Since there is no magic button to return, what will you do to rebuild? Maybe these questions can guide your thinking.

  1. What are you trying to build? Don’t just start stacking stuff to appear busy. What do you really want to see in the church? You might have desired something for a while but lacked the opportunity. Now is the time where people are eager for vision and opportunity, and you can prayerfully provide both.
  2. Who are we really leading? While you don’t need to give up on your disconnected people, you have to work with those who are really there. Start with those people. Get them going in whatever strategy you are ready to layout for the next few months, and then start figuring out how to connect again with the disconnected folks. Just don’t expect one simple step to have the masses roaring back.
  3. What is the best way to connect those people at this time? Once you realize who is really with you at this time, determine what is the best way to disciple them during this time. Don’t worry about 2021, 2020 has enough trouble of its own. Given the situation, what is the best way to reach the people for this fall? It provided such focus when I stopped trying to envision the new normal, and I started envisioning what would be the absolute best for the next three months.
  4. What do you need to simplify? If you’ve been doing so much that you can’t do the most important things well, now is the time to evaluate every dollar, person, resource, building, etc. If you can only do a couple of things, what would you want to do?

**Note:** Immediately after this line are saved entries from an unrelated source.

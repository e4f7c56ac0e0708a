//! URL safety validation against server-side request forgery.
//!
//! A reference is usable only if its scheme is allowed and every address its
//! host resolves to is publicly routable. Checking all addresses, not just the
//! first, closes the window where a rebinding DNS server answers with one
//! public and one internal address.

use crate::ValidatorConfig;
use async_trait::async_trait;
use std::net::{IpAddr, Ipv4Addr, Ipv6Addr};
use std::sync::Arc;
use tracing::{debug, instrument, warn};
use url::{Host, Url};
use vermeer_core::{AssetReference, RequestContext};
use vermeer_error::{AssetError, AssetErrorKind, AssetResult};

/// Resolves host names to addresses.
#[async_trait]
pub trait Resolver: Send + Sync {
    /// Every address `host` resolves to.
    async fn resolve(&self, host: &str, port: u16) -> std::io::Result<Vec<IpAddr>>;
}

/// Resolver backed by the operating system via tokio.
#[derive(Debug, Clone, Copy, Default)]
pub struct SystemResolver;

#[async_trait]
impl Resolver for SystemResolver {
    async fn resolve(&self, host: &str, port: u16) -> std::io::Result<Vec<IpAddr>> {
        let addrs = tokio::net::lookup_host((host, port)).await?;
        Ok(addrs.map(|addr| addr.ip()).collect())
    }
}

/// Whether `ip` belongs to a network that references may not reach.
///
/// Covers private, loopback, link-local unicast and multicast, and
/// unspecified addresses for both families. IPv4-mapped IPv6 addresses are
/// judged by the embedded IPv4 address.
///
/// # Examples
///
/// ```
/// use std::net::IpAddr;
/// use vermeer_assets::is_restricted;
///
/// assert!(is_restricted("127.0.0.1".parse::<IpAddr>().unwrap()));
/// assert!(is_restricted("::ffff:10.0.0.1".parse::<IpAddr>().unwrap()));
/// assert!(!is_restricted("93.184.216.34".parse::<IpAddr>().unwrap()));
/// ```
pub fn is_restricted(ip: IpAddr) -> bool {
    match ip {
        IpAddr::V4(v4) => is_restricted_v4(v4),
        IpAddr::V6(v6) => match v6.to_ipv4_mapped() {
            Some(v4) => is_restricted_v4(v4),
            None => is_restricted_v6(v6),
        },
    }
}

fn is_restricted_v4(ip: Ipv4Addr) -> bool {
    let [a, b, c, _] = ip.octets();
    ip.is_private()
        || ip.is_loopback()
        || ip.is_link_local()
        || ip.is_unspecified()
        // 224.0.0.0/24
        || (a == 224 && b == 0 && c == 0)
}

fn is_restricted_v6(ip: Ipv6Addr) -> bool {
    let first = ip.segments()[0];
    ip.is_loopback()
        || ip.is_unspecified()
        // fc00::/7 unique local
        || (first & 0xfe00) == 0xfc00
        // fe80::/10 link-local unicast
        || (first & 0xffc0) == 0xfe80
        // ffx2::/16 link-local multicast
        || (first & 0xff0f) == 0xff02
}

/// Classifies references as usable or rejected.
#[derive(Clone)]
pub struct UrlValidator {
    config: ValidatorConfig,
    resolver: Arc<dyn Resolver>,
}

impl std::fmt::Debug for UrlValidator {
    fn fmt(&self, f: &mut std::fmt::Formatter<'_>) -> std::fmt::Result {
        f.debug_struct("UrlValidator")
            .field("config", &self.config)
            .finish_non_exhaustive()
    }
}

impl UrlValidator {
    /// Create a validator using `resolver` for host names.
    pub fn new(config: ValidatorConfig, resolver: Arc<dyn Resolver>) -> Self {
        Self { config, resolver }
    }

    /// Validator using the system resolver.
    pub fn with_system_resolver(config: ValidatorConfig) -> Self {
        Self::new(config, Arc::new(SystemResolver))
    }

    /// The active configuration.
    pub fn config(&self) -> &ValidatorConfig {
        &self.config
    }

    /// Accept or reject a reference.
    ///
    /// Object storage references are trusted structurally and accepted without
    /// resolution. Rejection is reported as
    /// [`AssetErrorKind::RejectedReference`]; an interrupted resolution as
    /// [`AssetErrorKind::Interrupted`].
    #[instrument(skip(self, ctx, reference), fields(source_uri = %reference.source_uri()))]
    pub async fn validate(&self, ctx: &RequestContext, reference: &AssetReference) -> AssetResult<()> {
        if reference.is_object_storage() {
            debug!("Object storage reference accepted without network checks");
            return Ok(());
        }

        let url = Url::parse(reference.source_uri())
            .map_err(|e| rejected(format!("unparseable URL: {}", e)))?;

        if !self
            .config
            .allowed_schemes()
            .iter()
            .any(|s| s.eq_ignore_ascii_case(url.scheme()))
        {
            return Err(rejected(format!("scheme '{}' not allowed", url.scheme())));
        }

        let addresses = match url.host() {
            None => return Err(rejected("URL has no host")),
            Some(Host::Ipv4(ip)) => vec![IpAddr::V4(ip)],
            Some(Host::Ipv6(ip)) => vec![IpAddr::V6(ip)],
            Some(Host::Domain(domain)) => {
                let port = url.port_or_known_default().unwrap_or(443);
                ctx.run(self.resolver.resolve(domain, port))
                    .await?
                    .map_err(|e| rejected(format!("failed to resolve '{}': {}", domain, e)))?
            }
        };

        if addresses.is_empty() {
            return Err(rejected("host resolved to no addresses"));
        }

        if let Some(ip) = addresses.iter().copied().find(|ip| is_restricted(*ip)) {
            warn!(%ip, "Reference resolves to a restricted network");
            return Err(rejected(format!("restricted address {}", ip)));
        }

        debug!(addresses = addresses.len(), "Reference accepted");
        Ok(())
    }
}

#[track_caller]
fn rejected(reason: impl Into<String>) -> AssetError {
    AssetError::new(AssetErrorKind::RejectedReference(reason.into()))
}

  5. What small successes can you celebrate? I have expressed to our staff that we will adopt a church planter mindset because they dream big, start small, and celebrate tangible wins. If you decide to reopen your preschool and usually had 30 and you only have 3, you are disappointed. If you had 0 and go to 3, you are ecstatic. If 3 turns to 4, you are really moving then. Celebrate who you have, take care of them well, and add as you go.
  6. How can you restart reasonably with room to grow? We are not planning on providing all the numerous ways to connect as before. Not at first anyway. We will start small, and just like a church planter, when a class or group gets too big, you get some more volunteers, multiply, and keep going. You will not be able to fill or supply the number of volunteers you once had. Start small. Celebrate big.

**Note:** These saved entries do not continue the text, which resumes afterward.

//! Conversions between core parts and Gemini wire types.

use super::dto::{
    GenerateContentRequest, GenerateContentResponse, GenerationConfig, ImageConfig, WireBlob,
    WireContent, WireFileData, WirePart,
};
use base64::Engine;
use base64::engine::general_purpose::STANDARD;
use vermeer_core::{
    Candidate, Content, GenerateOptions, GenerationResponse, InlineData, Part, PromptFeedback,
    RawResponse, ResponsePart,
};
use vermeer_error::{RemoteError, RemoteErrorKind};

/// Modalities requested for image generation.
const RESPONSE_MODALITIES: [&str; 2] = ["TEXT", "IMAGE"];

/// Build a `generateContent` body from ordered parts.
///
/// Part order is preserved. A blank aspect ratio or system prompt is omitted.
pub fn to_generate_request(parts: &[Part], options: &GenerateOptions) -> GenerateContentRequest {
    let wire_parts = parts.iter().map(to_wire_part).collect();

    let system_instruction = options
        .system_prompt()
        .as_deref()
        .filter(|s| !s.trim().is_empty())
        .map(|s| WireContent {
            role: None,
            parts: vec![WirePart {
                text: Some(s.to_string()),
                ..Default::default()
            }],
        });

    let image_config = options
        .aspect_ratio()
        .as_deref()
        .filter(|s| !s.trim().is_empty())
        .map(|s| ImageConfig {
            aspect_ratio: s.to_string(),
        });

    GenerateContentRequest {
        contents: vec![WireContent {
            role: Some("user".to_string()),
            parts: wire_parts,
        }],
        system_instruction,
        generation_config: GenerationConfig {
            response_modalities: RESPONSE_MODALITIES.iter().map(|m| m.to_string()).collect(),
            seed: *options.seed(),
            image_config,
        },
    }
}

fn to_wire_part(part: &Part) -> WirePart {
    match part {
        Part::Text(text) => WirePart {
            text: Some(text.clone()),
            ..Default::default()
        },
        Part::InlineImage { mime_type, data } => WirePart {
            inline_data: Some(WireBlob {
                mime_type: mime_type.clone(),
                data: STANDARD.encode(data),
            }),
            ..Default::default()
        },
        Part::RemoteHandle { uri, mime_type } => WirePart {
            file_data: Some(WireFileData {
                mime_type: mime_type.clone(),
                file_uri: uri.clone(),
            }),
            ..Default::default()
        },
    }
}

/// Decode a `generateContent` body into the core response model.
///
/// # Errors
///
/// Returns `Base64Decode` if any inline payload is not valid base64.
pub fn from_generate_response(
    response: GenerateContentResponse,
) -> Result<GenerationResponse, RemoteError> {
    let mut text = String::new();
    let mut candidates = Vec::with_capacity(response.candidates.len());

    for (index, candidate) in response.candidates.into_iter().enumerate() {
        let content = match candidate.content {
            Some(content) => {
                let mut parts = Vec::with_capacity(content.parts.len());
                for part in content.parts {
                    if let (0, Some(t)) = (index, &part.text) {
                        text.push_str(t);
                    }
                    parts.push(from_wire_part(part)?);
                }
                Some(Content { parts })
            }
            None => None,
        };
        candidates.push(Candidate {
            finish_reason: candidate.finish_reason,
            content,
        });
    }

    let prompt_feedback = response.prompt_feedback.map(|f| PromptFeedback {
        block_reason: f.block_reason,
    });

    Ok(GenerationResponse {
        text: (!text.is_empty()).then_some(text),
        raw: Some(RawResponse {
            candidates,
            prompt_feedback,
        }),
    })
}

fn from_wire_part(part: WirePart) -> Result<ResponsePart, RemoteError> {
    let inline_data = part
        .inline_data
        .map(|blob| {
            STANDARD
                .decode(blob.data.as_bytes())
                .map(|data| InlineData {
                    mime_type: blob.mime_type,
                    data,
                })
                .map_err(|e| RemoteError::new(RemoteErrorKind::Base64Decode(e.to_string())))
        })
        .transpose()?;
    Ok(ResponsePart {
        text: part.text,
        inline_data,
    })
}

#[cfg(test)]
mod tests {
    use super::*;
    use vermeer_core::GenerateOptionsBuilder;

    #[test]
    fn test_request_preserves_part_order_and_options() {
        let parts = vec![
            Part::Text("a cat".to_string()),
            Part::InlineImage {
                mime_type: "image/png".to_string(),
                data: vec![1, 2, 3],
            },
            Part::RemoteHandle {
                uri: "https://files/abc".to_string(),
                mime_type: Some("image/jpeg".to_string()),
            },
        ];
        let options = GenerateOptionsBuilder::default()
            .aspect_ratio("16:9")
            .system_prompt("be bold")
            .seed(-1)
            .build()
            .unwrap();

        let body = serde_json::to_value(to_generate_request(&parts, &options)).unwrap();

        let wire = &body["contents"][0]["parts"];
        assert_eq!(wire[0]["text"], "a cat");
        assert_eq!(wire[1]["inlineData"]["mimeType"], "image/png");
        assert_eq!(wire[1]["inlineData"]["data"], "AQID");
        assert_eq!(wire[2]["fileData"]["fileUri"], "https://files/abc");
        assert_eq!(body["generationConfig"]["seed"], -1);
        assert_eq!(body["generationConfig"]["imageConfig"]["aspectRatio"], "16:9");
        assert_eq!(body["systemInstruction"]["parts"][0]["text"], "be bold");
    }

    #[test]
    fn test_request_omits_unset_options() {
        let body = serde_json::to_value(to_generate_request(
            &[Part::Text("x".to_string())],
            &GenerateOptions::default(),
        ))
        .unwrap();

        assert!(body.get("systemInstruction").is_none());
        assert!(body["generationConfig"].get("seed").is_none());
        assert!(body["generationConfig"].get("imageConfig").is_none());
        assert_eq!(
            body["generationConfig"]["responseModalities"],
            serde_json::json!(["TEXT", "IMAGE"])
        );
    }

    #[test]
    fn test_response_decodes_inline_images() {
        let json = r#"{
            "candidates": [{
                "content": {"role": "model", "parts": [
                    {"text": "Here it is"},
                    {"inlineData": {"mimeType": "image/jpeg", "data": "/9g="}}
                ]},
                "finishReason": "STOP"
            }]
        }"#;
        let wire: GenerateContentResponse = serde_json::from_str(json).unwrap();
        let response = from_generate_response(wire).unwrap();

        assert_eq!(response.text.as_deref(), Some("Here it is"));
        let raw = response.raw.unwrap();
        let candidate = &raw.candidates[0];
        assert_eq!(candidate.finish_reason.as_deref(), Some("STOP"));
        let parts = &candidate.content.as_ref().unwrap().parts;
        assert_eq!(
            parts[1].inline_data,
            Some(InlineData {
                mime_type: "image/jpeg".to_string(),
                data: vec![0xFF, 0xD8],
            })
        );
    }

    #[test]
    fn test_response_keeps_block_reason() {
        let json = r#"{"promptFeedback": {"blockReason": "SAFETY"}}"#;
        let wire: GenerateContentResponse = serde_json::from_str(json).unwrap();
        let raw = from_generate_response(wire).unwrap().raw.unwrap();

        assert!(raw.candidates.is_empty());
        assert_eq!(
            raw.prompt_feedback.unwrap().block_reason.as_deref(),
            Some("SAFETY")
        );
    }

    #[test]
    fn test_invalid_base64_is_an_error() {
        let json = r#"{"candidates": [{"content": {"parts": [
            {"inlineData": {"mimeType": "image/png", "data": "***"}}
        ]}}]}"#;
        let wire: GenerateContentResponse = serde_json::from_str(json).unwrap();
        let err = from_generate_response(wire).unwrap_err();
        assert!(matches!(err.kind, RemoteErrorKind::Base64Decode(_)));
    }
}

  7. How can you change the church’s focus? What this pandemic has taught many of us is to focus on our situation. That isn’t helping anyone. Is there a way that you can turn your church’s focus not inward but outward? What is a tangible way you can reorient or reignite your outreach?
  8. What is our timeline? I am going to stop talking about when we get to this or return to that. I am thinking about stages. Think quarters. However, you want to break it down. School is starting back, and I am laying out a strategy in the next couple of weeks that only lasts for 3 months. I can’t see that clearly, but I definitely can’t see beyond it.

While I am still overwhelmed at the complexity of leading a church during this time, my mind has grown very focused when I realized this: stop thinking about a restart and start working toward a rebuild. It puts a timetable more manageable. It puts goals actually obtainable.

If a restart is not coming in the days to come, how will you rebuild for the years to come?